37 Il résulte seulement des développements qui précèdent que l’accident déclaré par le salarié n’est pas survenu à l’heure dont il a fait état auprès de la DRH, cependant cette circonstance ne peut à elle seule conférer un caractère mensonger à sa déclaration qui au demeurant ne constitue pas une allégation, la preuve du caractère délibéré de la fourniture de cette information erronée dans le but de tromper son employeur n’étant pas rapportée.

38 Au surplus, le raisonnement selon lequel le caractère mensonger des déclarations résulterait du fait qu’il ne pouvait ignorer la nécessité de faire une déclaration précise et contemporaine de l’accident se heurte aux circonstances réelles de l’espèce, s’agissant d’un salarié de retour en fin de semaine d’une tournée de plusieurs jours et de plusieurs milliers de kilomètres et qui n’était pas en mesure d’évaluer immédiatement les conséquences de sa chute ainsi que le souligne le chirurgien orthopédique, évoquant une possible majoration de la douleur le lendemain.

39 En toute hypothèse, la décision de rejet de la CPAM concernant le caractère professionnel de l’accident invoqué est dépourvue de portée en ce qui concerne l’appréciation du caractère mensonger des déclarations de M. M.

40 Il y a lieu en conséquence de confirmer le jugement entrepris de ce chef.

41 Sur les conséquences de la rupture :

42 En application de l’article L. 1235-3 du Code du travail, si un licenciement intervient pour une cause qui n’est pas réelle et sérieuse et qu’il n’y a pas réintégration du salarié dans l’entreprise, il est octroyé au salarié à la charge de l’employeur une indemnité qui ne peut être inférieure aux salaires des six derniers mois.

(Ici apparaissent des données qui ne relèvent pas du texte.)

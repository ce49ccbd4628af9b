use clap::{Args, Parser, Subcommand};

#[derive(Parser)]
#[command(name = "vy", about = concat!("[>] voyage v", env!("CARGO_PKG_VERSION"), " - plan your trips from the terminal"), version)]
pub struct Cli {
    #[command(subcommand)]
    pub command: Commands,

    /// Output as JSON
    #[arg(long, global = true)]
    pub json: bool,

    /// Run against a different planner directory
    #[arg(short = 'C', long = "dir", global = true)]
    pub planner_dir: Option<String>,
}

#[derive(Subcommand)]
pub enum Commands {
    /// Initialize a new planner in the current directory
    Init(InitArgs),
    /// List all trips
    Trips,
    /// Show the itinerary for a trip, grouped by day
    List(ListArgs),
    /// Show activity details
    Show(ShowArgs),
    /// Search trips and activities by regex
    Search(SearchArgs),
    /// Show cost and completion statistics
    Stats(StatsArgs),
    /// Add an activity to a trip
    Add(AddArgs),
    /// Edit activity fields
    Edit(EditArgs),
    /// Toggle an activity between done and pending
    Check(CheckArgs),
    /// Remove an activity
    Rm(RmArgs),
    /// Move (reorder) an activity within its trip
    Mv(MvArgs),
    /// Select the active trip
    Use(UseArgs),
    /// Trip management
    Trip(TripCmd),
    /// View or extend the cover image gallery
    Gallery(GalleryCmd),
}

// ---------------------------------------------------------------------------
// Init args
// ---------------------------------------------------------------------------

#[derive(Args)]
pub struct InitArgs {
    /// Planner name (default: inferred from directory name)
    #[arg(long)]
    pub name: Option<String>,
    /// Start with no trips instead of the sample itineraries
    #[arg(long)]
    pub empty: bool,
    /// Reinitialize even if voyage/ already exists
    #[arg(long)]
    pub force: bool,
}

// ---------------------------------------------------------------------------
// Read command args
// ---------------------------------------------------------------------------

#[derive(Args)]
pub struct ListArgs {
    /// Keep only activities whose title contains this term (case-insensitive)
    #[arg(long)]
    pub filter: Option<String>,
    /// Trip to list (default: the active trip)
    #[arg(long)]
    pub trip: Option<String>,
}

#[derive(Args)]
pub struct ShowArgs {
    /// Activity ID to show
    pub id: String,
}

#[derive(Args)]
pub struct SearchArgs {
    /// Regex pattern to search for
    pub pattern: String,
    /// Limit search to one trip
    #[arg(long)]
    pub trip: Option<String>,
}

#[derive(Args)]
pub struct StatsArgs {
    /// Trip to summarize (default: the active trip)
    #[arg(long)]
    pub trip: Option<String>,
}

// ---------------------------------------------------------------------------
// Write command args
// ---------------------------------------------------------------------------

#[derive(Args)]
pub struct AddArgs {
    /// Activity title
    pub title: String,
    /// Date (YYYY-MM-DD)
    #[arg(long)]
    pub date: String,
    /// Cost in the trip currency
    #[arg(long, default_value = "0")]
    pub cost: f64,
    /// Category (flight, lodging, transport, food, activity, culture,
    /// excursion, shopping, other)
    #[arg(long, default_value = "activity")]
    pub category: String,
    /// Start time (HH:MM)
    #[arg(long)]
    pub time_start: Option<String>,
    /// End time (HH:MM)
    #[arg(long)]
    pub time_end: Option<String>,
    /// Provider or vendor name
    #[arg(long)]
    pub provider: Option<String>,
    /// Free-form notes
    #[arg(long)]
    pub notes: Option<String>,
    /// Trip to add to (default: the active trip)
    #[arg(long)]
    pub trip: Option<String>,
}

#[derive(Args)]
pub struct EditArgs {
    /// Activity ID
    pub id: String,
    /// New title
    #[arg(long)]
    pub title: Option<String>,
    /// New date (YYYY-MM-DD)
    #[arg(long)]
    pub date: Option<String>,
    /// New cost
    #[arg(long)]
    pub cost: Option<f64>,
    /// New category
    #[arg(long)]
    pub category: Option<String>,
    /// New start time (empty string clears it)
    #[arg(long)]
    pub time_start: Option<String>,
    /// New end time (empty string clears it)
    #[arg(long)]
    pub time_end: Option<String>,
    /// New provider (empty string clears it)
    #[arg(long)]
    pub provider: Option<String>,
    /// New notes (empty string clears them)
    #[arg(long)]
    pub notes: Option<String>,
}

#[derive(Args)]
pub struct CheckArgs {
    /// Activity ID
    pub id: String,
}

#[derive(Args)]
pub struct RmArgs {
    /// Activity ID
    pub id: String,
}

#[derive(Args)]
pub struct MvArgs {
    /// Activity ID
    pub id: String,
    /// Numeric position (0-indexed)
    pub position: Option<usize>,
    /// Move to the front of the trip's list
    #[arg(long)]
    pub top: bool,
    /// Move after this activity ID
    #[arg(long)]
    pub after: Option<String>,
}

#[derive(Args)]
pub struct UseArgs {
    /// Trip id or destination
    pub trip: String,
}

// ---------------------------------------------------------------------------
// Trip management
// ---------------------------------------------------------------------------

#[derive(Args)]
pub struct TripCmd {
    #[command(subcommand)]
    pub action: TripAction,
}

#[derive(Subcommand)]
pub enum TripAction {
    /// Create a new trip
    New(TripNewArgs),
    /// Edit trip fields
    Edit(TripEditArgs),
    /// Delete a trip and all its activities
    Rm(TripRmArgs),
}

#[derive(Args)]
pub struct TripNewArgs {
    /// Destination name
    pub destination: String,
    /// Cover image URL (default: the configured default cover)
    #[arg(long)]
    pub cover: Option<String>,
}

#[derive(Args)]
pub struct TripEditArgs {
    /// Trip id or destination
    pub trip: String,
    /// New destination name
    #[arg(long)]
    pub destination: Option<String>,
    /// New cover image URL
    #[arg(long)]
    pub cover: Option<String>,
    /// New start date (YYYY-MM-DD)
    #[arg(long)]
    pub start_date: Option<String>,
    /// New end date (YYYY-MM-DD)
    #[arg(long)]
    pub end_date: Option<String>,
    /// New currency code
    #[arg(long)]
    pub currency: Option<String>,
}

#[derive(Args)]
pub struct TripRmArgs {
    /// Trip id or destination
    pub trip: String,
}

// ---------------------------------------------------------------------------
// Gallery
// ---------------------------------------------------------------------------

#[derive(Args)]
pub struct GalleryCmd {
    #[command(subcommand)]
    pub action: Option<GalleryAction>,
}

#[derive(Subcommand)]
pub enum GalleryAction {
    /// Add an image URL to the gallery
    Add(GalleryAddArgs),
}

#[derive(Args)]
pub struct GalleryAddArgs {
    /// Image URL
    pub url: String,
}
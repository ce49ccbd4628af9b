use std::fs;
use std::path::{Path, PathBuf};

use crate::io::store;
use crate::model::config::PlannerConfig;
use crate::model::workspace::Workspace;

/// Error type for planner directory I/O
#[derive(Debug, thiserror::Error)]
pub enum WorkspaceError {
    #[error("not a planner directory: no voyage/ directory found")]
    NotAWorkspace,
    #[error("could not read {path}: {source}")]
    ReadError {
        path: PathBuf,
        source: std::io::Error,
    },
    #[error("could not parse config.toml: {0}")]
    ConfigParseError(#[from] toml::de::Error),
    #[error("io error: {0}")]
    IoError(#[from] std::io::Error),
}

/// Discover the planner by walking up from the given directory, looking
/// for a `voyage/` subdirectory.
pub fn discover_workspace(start: &Path) -> Result<PathBuf, WorkspaceError> {
    let mut current = start.to_path_buf();
    loop {
        let data_dir = current.join("voyage");
        if data_dir.is_dir() && data_dir.join("config.toml").exists() {
            return Ok(current);
        }
        if !current.pop() {
            return Err(WorkspaceError::NotAWorkspace);
        }
    }
}

/// Load a complete workspace from the given root directory.
pub fn load_workspace(root: &Path) -> Result<Workspace, WorkspaceError> {
    let data_dir = root.join("voyage");
    if !data_dir.is_dir() {
        return Err(WorkspaceError::NotAWorkspace);
    }

    // config.toml is read strictly: a workspace with unreadable config
    // is an error, unlike trip data which substitutes its default.
    let config_path = data_dir.join("config.toml");
    let config_text = fs::read_to_string(&config_path).map_err(|e| WorkspaceError::ReadError {
        path: config_path.clone(),
        source: e,
    })?;
    let config: PlannerConfig = toml::from_str(&config_text)?;

    let trips = store::load_trips(&data_dir);

    Ok(Workspace {
        root: root.to_path_buf(),
        data_dir,
        config,
        trips,
    })
}

#[cfg(test)]
mod tests {
    use super::*;
    use crate::model::seed::starter_trips;
    use tempfile::TempDir;

    fn create_test_planner(dir: &Path) {
        let data_dir = dir.join("voyage");
        fs::create_dir_all(&data_dir).unwrap();

        fs::write(
            data_dir.join("config.toml"),
            r#"
[planner]
name = "test"

[defaults]
currency = "EUR"
"#,
        )
        .unwrap();

        fs::write(
            data_dir.join("trips.json"),
            r#"[{
  "id": "t1",
  "destination": "Lisbon",
  "cover_image": "img",
  "start_date": "2026-04-01",
  "end_date": "2026-04-05",
  "currency": "EUR",
  "activities": []
}]"#,
        )
        .unwrap();
    }

    #[test]
    fn test_discover_workspace() {
        let tmp = TempDir::new().unwrap();
        create_test_planner(tmp.path());

        // Discover from root
        let root = discover_workspace(tmp.path()).unwrap();
        assert_eq!(root, tmp.path());

        // Discover from subdirectory
        let sub = tmp.path().join("voyage");
        let root = discover_workspace(&sub).unwrap();
        assert_eq!(root, tmp.path());
    }

    #[test]
    fn test_discover_workspace_not_found() {
        let tmp = TempDir::new().unwrap();
        assert!(discover_workspace(tmp.path()).is_err());
    }

    #[test]
    fn test_load_workspace() {
        let tmp = TempDir::new().unwrap();
        create_test_planner(tmp.path());

        let ws = load_workspace(tmp.path()).unwrap();
        assert_eq!(ws.config.planner.name, "test");
        assert_eq!(ws.config.defaults.currency, "EUR");
        assert_eq!(ws.trips.len(), 1);
        assert_eq!(ws.trips[0].destination, "Lisbon");
    }

    #[test]
    fn test_load_workspace_missing_trips_seeds() {
        let tmp = TempDir::new().unwrap();
        create_test_planner(tmp.path());
        fs::remove_file(tmp.path().join("voyage/trips.json")).unwrap();

        let ws = load_workspace(tmp.path()).unwrap();
        assert_eq!(ws.trips, starter_trips());
    }

    #[test]
    fn test_load_workspace_bad_config_errors() {
        let tmp = TempDir::new().unwrap();
        create_test_planner(tmp.path());
        fs::write(tmp.path().join("voyage/config.toml"), "not toml [[[").unwrap();

        assert!(load_workspace(tmp.path()).is_err());
    }
}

43 Compte tenu de l’effectif du personnel de l’entreprise, de la perte d’une ancienneté de 14 ans et 9 mois pour un salarié âgé de 59 ans ainsi que des conséquences matérielles et morales du licenciement à son égard, ainsi que cela résulte des pièces produites et des débats, il lui sera alloué, en application de l’article L. 1235-3 du Code du travail dans sa rédaction antérieure à l’ordonnance n° 2017-1387 du 22 septembre 2017 une somme de 42 000 € net à titre de dommages intérêts en réparation des préjudices subis à ce titre, tels que justement appréciés par les premiers juges, la décision étant confirmée de ce chef ;

44 Aux termes de l’article L. 1234-1 du Code du travail, lorsque le licenciement n’est pas motivé par une faute grave, le salarié a droit à un préavis dont la durée est calculée en fonction de l’ancienneté de services continus dont il justifie chez le même employeur.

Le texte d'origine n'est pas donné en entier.